2012 Football League Two play-off final
- The match took place at Wembley Stadium.
- Event: 2011–12 Football League Two
| Cheltenham Town | Crewe Alexandra |
| 0 | 2 |
- Date: 27 May 2012
- Venue: Wembley Stadium, London
- Referee: Craig Pawson
- Attendance: 24,029
- Weather: Hot

= 2012 Football League Two play-off final =

Football match

The 2012 Football League Two play-off final was an association football match played on 27 May 2012 at Wembley Stadium, London, between Cheltenham Town and Crewe Alexandra. The match determined the fourth and final team to gain promotion from Football League Two, English football's fourth tier, to Football League One. The top three teams of the 2011–12 Football League Two season gained automatic promotion to League One, while those placed from fourth to seventh in the table took part in play-off semi-finals; the winners of these semi-finals competed for the final place for the 2012–13 season in League One. Cheltenham Town finished in sixth place while Crewe Alexandra ended the season in seventh position. Southend United and Torquay United were the losing semi-finalists, being defeated by Crewe and Cheltenham respectively.

The referee for the match was Craig Pawson which kicked off around 3 p.m. in front of a crowd of 24,029. In the 15th minute, Nick Powell scored to put Crewe 1-0 ahead: Kelvin Mellor found Powell, who beat a defender by flicking the ball up before striking a volley into the Cheltenham net from around 20 yd. Jeff Goulding's long-range shot then struck the Crewe crossbar before rebounding to Ben Burgess who missed the target. In the 25th minute, Goulding struck Burgess' flick-on into the Crewe net but the goal was disallowed for offside.
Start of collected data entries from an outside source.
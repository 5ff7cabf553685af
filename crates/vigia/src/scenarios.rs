//! The five vtiger CRM cases, wired for the suite runner.
//!
//! Case bodies compose page objects; assertions raise
//! [`VigiaError::AssertionFailed`] so the runner can attach a screenshot
//! and report entry. Data-driven cases read the suite context's table.

use crate::data::DataTable;
use crate::driver::UiDriver;
use crate::pages::{HomePage, LeadPage, LoginPage};
use crate::result::{VigiaError, VigiaResult};
use crate::runner::TestCase;

/// Title shown by the vtiger login page.
pub const LOGIN_PAGE_TITLE: &str = "vtiger CRM - Commercial Open Source CRM";

/// Test-data sheet holding the credential and lead rows.
pub const LOGIN_DATA_SHEET: &str = "LoginData";

/// Row carrying the rejected credentials.
pub const INVALID_LOGIN_ROW: &str = "test_verify_invalidLogin_TC03";

/// Row carrying the lead's lastname and company.
pub const CREATE_LEAD_ROW: &str = "test_create_lead_TC05";

fn check(condition: bool, message: impl Into<String>) -> VigiaResult<()> {
    if condition {
        Ok(())
    } else {
        Err(VigiaError::assertion(message))
    }
}

/// TC01: the login page carries the product title.
#[must_use]
pub fn verify_title_case<D: UiDriver + 'static>() -> TestCase<D> {
    TestCase::new("test_verifyTitle_TC01", |actions, context| async move {
        let login = LoginPage::new(actions);
        login.open(&context.app.url).await?;
        let title = login.title().await?;
        check(
            title == LOGIN_PAGE_TITLE,
            format!("unexpected login page title: {title:?}"),
        )
    })
}

/// TC02: the vtiger logo is rendered on the login page.
#[must_use]
pub fn verify_logo_case<D: UiDriver + 'static>() -> TestCase<D> {
    TestCase::new("test_verifyLogo_TC02", |actions, _context| async move {
        let login = LoginPage::new(actions);
        check(
            login.verify_logo().await?,
            "login page logo is not visible",
        )
    })
}

/// TC03: rejected credentials surface the error banner and never reach
/// the home page. Expands to one case per table key.
#[must_use]
pub fn invalid_login_cases<D: UiDriver + 'static>(data: &DataTable) -> Vec<TestCase<D>> {
    data.keys()
        .map(|key| {
            let name = format!("test_verify_invalidLogin_TC03[{key}]");
            TestCase::new(name, |actions, context| async move {
                // TODO: index the table by this expansion's own key; every
                // expansion currently re-reads the TC03 row, so the other
                // rows' credentials are never exercised.
                let username = context.data.get(INVALID_LOGIN_ROW, "username")?;
                let password = context.data.get(INVALID_LOGIN_ROW, "password")?;

                let login = LoginPage::new(actions.clone());
                let home = HomePage::new(actions);
                login.login(username, password).await?;
                check(
                    login.verify_error_message().await?,
                    "login error message is not visible",
                )?;
                check(
                    !home.home_link_present().await?,
                    "home page was reached with rejected credentials",
                )
            })
        })
        .collect()
}

/// TC04: configured credentials land on the home page.
#[must_use]
pub fn valid_login_case<D: UiDriver + 'static>() -> TestCase<D> {
    TestCase::new("test_verify_validLogin_TC04", |actions, context| async move {
        let login = LoginPage::new(actions.clone());
        let home = HomePage::new(actions);
        login
            .login(&context.app.username, &context.app.password)
            .await?;
        check(
            home.verify_home().await?,
            "home link is not visible after login",
        )
    })
}

/// TC05: log in, create a lead from the data row, log out.
#[must_use]
pub fn create_lead_case<D: UiDriver + 'static>() -> TestCase<D> {
    TestCase::new("test_create_lead_TC05", |actions, context| async move {
        let login = LoginPage::new(actions.clone());
        let home = HomePage::new(actions.clone());
        let lead = LeadPage::new(actions);

        login
            .login(&context.app.username, &context.app.password)
            .await?;
        check(
            home.verify_home().await?,
            "home link is not visible after login",
        )?;

        let lastname = context.data.get(CREATE_LEAD_ROW, "lastname")?;
        let company = context.data.get(CREATE_LEAD_ROW, "company")?;
        home.click_new_lead().await?;
        lead.create_lead(lastname, company).await?;
        home.click_logout().await
    })
}

/// All cases in TC order; data-driven cases expand per table key.
#[must_use]
pub fn all_cases<D: UiDriver + 'static>(data: &DataTable) -> Vec<TestCase<D>> {
    let mut cases = vec![verify_title_case(), verify_logo_case()];
    cases.extend(invalid_login_cases(data));
    cases.push(valid_login_case());
    cases.push(create_lead_case());
    cases
}

#[cfg(test)]
mod tests {
    use super::*;
    use crate::actions::WaitOptions;
    use crate::config::AppData;
    use crate::driver::{ClickRule, MockDom, MockDriver};
    use crate::fixture::{ProviderFn, SessionFixture};
    use crate::locator::Locator;
    use crate::runner::{SuiteContext, SuiteRunner};

    const BASE_URL: &str = "http://localhost:100";
    const LEAD_LASTNAME: &str = "Walker";
    const LEAD_COMPANY: &str = "Globex";

    fn login_dom() -> MockDom {
        MockDom::new(LOGIN_PAGE_TITLE)
            .with_element(Locator::name("user_name"), "input", "")
            .with_element(Locator::name("user_password"), "input", "")
            .with_element(Locator::name("Login"), "input", "")
            .with_element(
                Locator::xpath("//img[@src='include/images/vtiger-crm.gif']"),
                "img",
                "",
            )
    }

    fn error_dom() -> MockDom {
        login_dom().with_element(
            Locator::xpath(
                "//*[contains(text(), 'You must specify a valid username and password')]",
            ),
            "div",
            "You must specify a valid username and password",
        )
    }

    fn home_dom() -> MockDom {
        MockDom::new("vtiger CRM - Home")
            .with_element(Locator::link_text("Home"), "a", "Home")
            .with_element(Locator::link_text("Logout"), "a", "Logout")
            .with_element(Locator::link_text("New Lead"), "a", "New Lead")
    }

    fn lead_form_dom() -> MockDom {
        MockDom::new("vtiger CRM - New Lead")
            .with_element(Locator::name("lastname"), "input", "")
            .with_element(Locator::name("company"), "input", "")
            .with_element(Locator::xpath("//input[@title='Save [Alt+S]']"), "input", "")
            .with_element(Locator::link_text("Logout"), "a", "Logout")
    }

    fn lead_detail_dom() -> MockDom {
        MockDom::new("vtiger CRM - Lead Details")
            .with_element(Locator::link_text("Home"), "a", "Home")
            .with_element(Locator::link_text("Logout"), "a", "Logout")
    }

    fn vtiger_driver() -> MockDriver {
        let mut driver = MockDriver::new();
        driver.insert_page(BASE_URL, login_dom());
        driver.add_rule(
            ClickRule::new(Locator::name("Login"), home_dom())
                .require_input(Locator::name("user_name"), "admin")
                .require_input(Locator::name("user_password"), "admin")
                .on_mismatch(error_dom()),
        );
        driver.add_rule(ClickRule::new(Locator::link_text("New Lead"), lead_form_dom()));
        driver.add_rule(
            ClickRule::new(
                Locator::xpath("//input[@title='Save [Alt+S]']"),
                lead_detail_dom(),
            )
            .require_input(Locator::name("lastname"), LEAD_LASTNAME)
            .require_input(Locator::name("company"), LEAD_COMPANY),
        );
        driver.add_rule(ClickRule::new(Locator::link_text("Logout"), login_dom()));
        driver.set_screenshot(vec![0x89, b'P', b'N', b'G']);
        driver
    }

    fn login_data() -> DataTable {
        let mut data = DataTable::new();
        data.insert_row(
            INVALID_LOGIN_ROW,
            &[
                ("username", "admin12"),
                ("password", "admin"),
                ("lastname", ""),
                ("company", ""),
            ],
        );
        data.insert_row(
            CREATE_LEAD_ROW,
            &[
                ("username", ""),
                ("password", ""),
                ("lastname", LEAD_LASTNAME),
                ("company", LEAD_COMPANY),
            ],
        );
        data
    }

    fn suite_context(data: DataTable) -> SuiteContext {
        SuiteContext {
            app: AppData {
                url: BASE_URL.to_string(),
                username: "admin".to_string(),
                password: "admin".to_string(),
            },
            data,
        }
    }

    fn fixture() -> SessionFixture<ProviderFn<impl Fn() -> VigiaResult<MockDriver> + Send + Sync>>
    {
        SessionFixture::new(ProviderFn(|| Ok(vtiger_driver())), BASE_URL)
            .with_wait_options(WaitOptions::new().with_timeout(200).with_poll_interval(10))
    }

    mod composition_tests {
        use super::*;

        #[test]
        fn test_all_cases_follow_tc_order() {
            let data = login_data();
            let cases = all_cases::<MockDriver>(&data);
            let names: Vec<&str> = cases.iter().map(TestCase::name).collect();
            assert_eq!(
                names,
                vec![
                    "test_verifyTitle_TC01",
                    "test_verifyLogo_TC02",
                    "test_verify_invalidLogin_TC03[test_create_lead_TC05]",
                    "test_verify_invalidLogin_TC03[test_verify_invalidLogin_TC03]",
                    "test_verify_validLogin_TC04",
                    "test_create_lead_TC05",
                ]
            );
        }

        #[test]
        fn test_check_raises_assertion_failures() {
            assert!(check(true, "fine").is_ok());
            let err = check(false, "home link missing").unwrap_err();
            assert!(err.to_string().contains("home link missing"));
        }
    }

    mod suite_tests {
        use super::*;

        #[tokio::test]
        async fn test_full_suite_passes_against_the_scripted_crm() {
            let data = login_data();
            let dir = tempfile::tempdir().unwrap();
            let mut runner = SuiteRunner::new(fixture(), suite_context(data.clone()))
                .with_output_dir(dir.path());
            runner.register_all(all_cases(&data));

            let results = runner.run().await.unwrap();

            assert_eq!(results.total(), 6);
            assert!(results.all_passed(), "{:#?}", results.entries);
        }

        #[tokio::test]
        async fn test_every_expansion_reads_the_fixed_invalid_login_row() {
            // The extra row's credentials would log in successfully; the
            // expansion still passes because only the TC03 row is read.
            let mut data = login_data();
            data.insert_row(
                "test_zz_extra",
                &[("username", "admin"), ("password", "admin")],
            );

            let dir = tempfile::tempdir().unwrap();
            let mut runner = SuiteRunner::new(fixture(), suite_context(data.clone()))
                .with_output_dir(dir.path());
            runner.register_all(invalid_login_cases(&data));

            let results = runner.run().await.unwrap();

            assert_eq!(results.total(), 3);
            assert!(results.all_passed(), "{:#?}", results.entries);
        }

        #[tokio::test]
        async fn test_valid_login_case_fails_on_wrong_configured_credentials() {
            let data = login_data();
            let mut context = suite_context(data);
            context.app.password = "nope".to_string();

            let dir = tempfile::tempdir().unwrap();
            let mut runner =
                SuiteRunner::new(fixture(), context).with_output_dir(dir.path());
            runner.register(valid_login_case());

            let results = runner.run().await.unwrap();

            assert_eq!(results.failed, 1);
            // The home link never appears, so the wait itself fails the case.
            let entry = &results.entries[0];
            assert!(entry.error.as_deref().is_some_and(|e| e.contains("timed out")));
            assert!(entry.screenshot_path.is_some());
        }
    }
}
Byron Moore's 81st minute shot was just wide of the Cheltenham's right-hand goalpost but a minute later his shot into the bottom-corner of the net after exchanged passes with A-Jay Leitch-Smith made it 2-0. Crewe won the match and gained promotion to League One.

Crewe ended their following season in thirteenth position in the League One table. Cheltenham finished in fifth place in League Two in their next season and qualified for the play-offs where they lost in the semi-finals to Northampton Town.

==Route to the final==

Cheltenham Town finished the regular 2011–12 season in sixth place in Football League Two, the fourth tier of the English football league system, one position ahead of Crewe Alexandra. Both therefore missed out on the three automatic places for promotion to Football League One and instead took part in the play-offs to determine the fourth promoted team. Cheltenham Town finished seven points behind Crawley Town (who were promoted in third place), eleven behind Shrewsbury Town (who were promoted in second place), and sixteen behind league winners Swindon Town. Crewe Alexandra ended the season one place and five points behind Cheltenham Town. Crewe Alexandra had lost the first four games of their season and were fifteenth in the league at its mid-point before going on a thirteen-match unbeaten run to qualify for the play-offs. In November 2011, Dario Gradi was replaced after 1,353 games as Crewe's manager by Steve Davis with the club in 18th position.

Crewe Alexandra's opposition in the play-off semi-final was Southend United with the first match of the two-legged tie being played at Gresty Road on 12 May 2012. After a goalless first half, Adam Dugdale scored a header from a Ashley Westwood free kick early in the second half. Despite Southend having chances to score, the match ended 1-0 to Crewe. The second leg of the play-off semi-final took place four days later at Roots Hall in Southend-on-Sea. A-Jay Leitch-Smith put Crewe into the lead in the first half after striking a shot past Cameron Belford. Freddy Eastwood then saw his goal disallowed after he was adjudged to have been offside. Both he and Michael Timlin then struck the Crewe goalposts with shots before Neil Harris scored from a Chris Barker cross to level the game. Max Clayton made it 2-1 to Crewe before Barker himself scored. The game ended 2-2 and Crewe progressed to the final 3-2 on aggregate.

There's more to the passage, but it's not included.